◆ WORK INSTRUCTIONS ◆
Extract all of the data and reproduce it precisely.

-------- DATA FOR PROCESSING

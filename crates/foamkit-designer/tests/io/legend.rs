use foamkit_designer::{apply_legend, build_drawing, strip_annotations, DrawingOptions, Legend};
use foamkit_layout::{Block, CanonicalLayout, Cavity, Layer};

fn layout() -> CanonicalLayout {
    CanonicalLayout {
        block: Block::new(12.0, 9.0, 3.0),
        layers: vec![Layer::new(3.0).with_cavity(Cavity::rect(0.25, 0.25, 4.0, 3.0, 1.5))],
    }
}

#[test]
fn test_relegend_replaces_previous_overlay() {
    let layout = layout();
    let svg = build_drawing(&layout, &DrawingOptions::default(), &Legend::new("Q-OLD"));

    let updated = apply_legend(&svg, &Legend::for_layout("Q-NEW", &layout));
    assert!(!updated.contains("Q-OLD"));
    assert!(updated.contains("Quote: Q-NEW"));
    assert_eq!(updated.matches("<g id=\"foamkit-legend\"").count(), 1);
}

#[test]
fn test_repeated_application_never_accumulates() {
    let layout = layout();
    let legend = Legend::for_layout("Q-9", &layout).with_material("EVA");
    let svg = build_drawing(&layout, &DrawingOptions::default(), &legend);

    let mut current = svg.clone();
    for _ in 0..5 {
        current = apply_legend(&current, &legend);
    }
    assert_eq!(current, svg);
}

#[test]
fn test_strip_leaves_geometry() {
    let layout = layout();
    let svg = build_drawing(&layout, &DrawingOptions::default(), &Legend::new("Q-1"));
    let bare = strip_annotations(&svg);

    assert!(!bare.contains("foamkit-legend"));
    assert!(!bare.contains("Quote:"));
    assert!(bare.contains("foamkit-block"));
    assert!(bare.contains("foamkit-layer-0"));
    assert_eq!(strip_annotations(&bare), bare);
}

----------------

◆ OUTPUT BELOW ◆
filename crates/foamkit-designer/tests/io/legend.rs
use foamkit_designer::{apply_legend, build_drawing, strip_annotations, DrawingOptions, Legend};
use foamkit_layout::{Block, CanonicalLayout, Cavity, Layer};

fn layout() -> CanonicalLayout {
    CanonicalLayout {
        block: Block::new(12.0, 9.0, 3.0),
        layers: vec![Layer::new(3.0).with_cavity(Cavity::rect(0.25, 0.25, 4.0, 3.0, 1.5))],
    }
}

#[test]
fn test_relegend_replaces_previous_overlay() {
    let layout = layout();
    let svg = build_drawing(&layout, &DrawingOptions::default(), &Legend::new("Q-OLD"));

    let updated = apply_legend(&svg, &Legend::for_layout("Q-NEW", &layout));
    assert!(!updated.contains("Q-OLD"));
    assert!(updated.contains("Quote: Q-NEW"));
    assert_eq!(updated.matches("<g id=\"foamkit-legend\"").count(), 1);
}

#[test]
fn test_repeated_application_never_accumulates() {
    let layout = layout();
    let legend = Legend::for_layout("Q-9", &layout).with_material("EVA");
    let svg = build_drawing(&layout, &DrawingOptions::default(), &legend);

    let mut current = svg.clone();
    for _ in 0..5 {
        current = apply_legend(&current, &legend);
    }
    assert_eq!(current, svg);
}

#[test]
fn test_strip_leaves_geometry() {
    let layout = layout();
    let svg = build_drawing(&layout, &DrawingOptions::default(), &Legend::new("Q-1"));
    let bare = strip_annotations(&svg);

    assert!(!bare.contains("foamkit-legend"));
    assert!(!bare.contains("Quote:"));
    assert!(bare.contains("foamkit-block"));
    assert!(bare.contains("foamkit-layer-0"));
    assert_eq!(strip_annotations(&bare), bare);
}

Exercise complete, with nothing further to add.